Figure 7 Botnet based DDoS Attack
IRC-based Botnets: Internet Relay Chat is a text-based system for internet instant chat. It can link thousands of customers via several servers and features a client-server architecture. An attacker can command bots using valid IRC ports by taking use of IRC channels as handlers. Since there is usually a lot of activity on IRC servers, it's easy for an attacker to hide and spread malware through file sharing. By login onto the IRC server, attackers may view the list of all accessible bots, rather than keeping a list locally at their site. IRC botnets rely on a centralised command and control (C&C) infrastructure, which has one big drawback: servers might be a single point of failure. The elimination of the botnet is possible if the defender manages to seize control and command servers. Trinity v3 and Kaiten are two popular botnets that use IRC to perform distributed denial of service attacks. One of Trinity v3's well-known features is its ability to execute UDP flood attacks, while another is Kaiten's reputation for successfully executing TCP SYN, ACK, NUL, & PUSH+ACK assaults.
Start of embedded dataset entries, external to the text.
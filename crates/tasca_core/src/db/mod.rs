//! SQLite storage bootstrap and schema migration entry points.
//!
//! # Responsibility
//! - Open and configure the local store connection explicitly at startup.
//! - Apply schema migrations in deterministic order.
//!
//! # Invariants
//! - Migration version is tracked via `PRAGMA user_version`.
//! - Core code must not read/write tascas or reviews before migrations succeed.
//! - There is no process-wide connection; callers own and pass it.

use std::error::Error;
use std::fmt::{Display, Formatter};

pub mod migrations;
mod open;

pub use open::{open_db, open_db_in_memory};

pub type DbResult<T> = Result<T, DbError>;

#[derive(Debug)]
pub enum DbError {
    Sqlite(rusqlite::Error),
    UnsupportedSchemaVersion {
        db_version: u32,
        latest_supported: u32,
    },
}

impl Display for DbError {
    fn fmt(&self, f: &mut Formatter<'_>) -> std::fmt::Result {
        match self {
            Self::Sqlite(err) => write!(f, "{err}"),
            Self::UnsupportedSchemaVersion {
                db_version,
                latest_supported,
            } => write!(
                f,
                "database schema version {db_version} is newer than supported {latest_supported}"
            ),
        }
    }
}

impl Error for DbError {
    fn source(&self) -> Option<&(dyn Error + 'static)> {
        match self {
            Self::Sqlite(err) => Some(err),
            Self::UnsupportedSchemaVersion { .. } => None,
        }
    }
}

impl From<rusqlite::Error> for DbError {
    fn from(value: rusqlite::Error) -> Self {
        Self::Sqlite(value)
    }
}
Web-based Botnets: The term "HTTP based botnet" describes a botnet in which the command-and-control messages are sent via the HTTP. The use of HTTP for communication makes it more difficult to trace back to the command-and-control structure. In contrast to botnets that rely on Internet Relay Chat (IRC), web-based botnets don't keep in touch with a central server; instead, each web bot periodically uses web requests to obtain the instructions. When communicating with web-based bots, complex PHP scripts encrypt data sent over the HTTP (port 80) or HTTPS (port 443) protocols. Because they can blend in with real HTTP traffic, web-based botnets are inherently more stealthy than botnets based on IRC. Three popular and extensively utilised web-based botnet programs are BlackEnergy, Low-Orbit Tonne Cannon (LOIC) 4, and Aldi. Whenever necessary, the tool's destructive capabilities may wipe out the infected hosts by corrupting all of the data on the hard disc.
CONCLUSION
In conclusion, cloud computing offers immense benefits in terms of scalability, cost-effectiveness, and flexibility, making it a critical technology in the digital transformation of businesses. However, the adoption of cloud services also introduces new security risks and attack vectors that must be carefully managed. The shared, multi-tenant nature of cloud infrastructures makes them susceptible to various attacks, including data breaches, insider threats, DoS attacks, and insecure APIs. While cloud service providers implement a range of security measures such as encryption, identity management, and network protection, these efforts must be continuously updated to counter evolving threats. Additionally, collaboration between cloud providers and users is essential for securing sensitive data and maintaining the integrity and availability of services.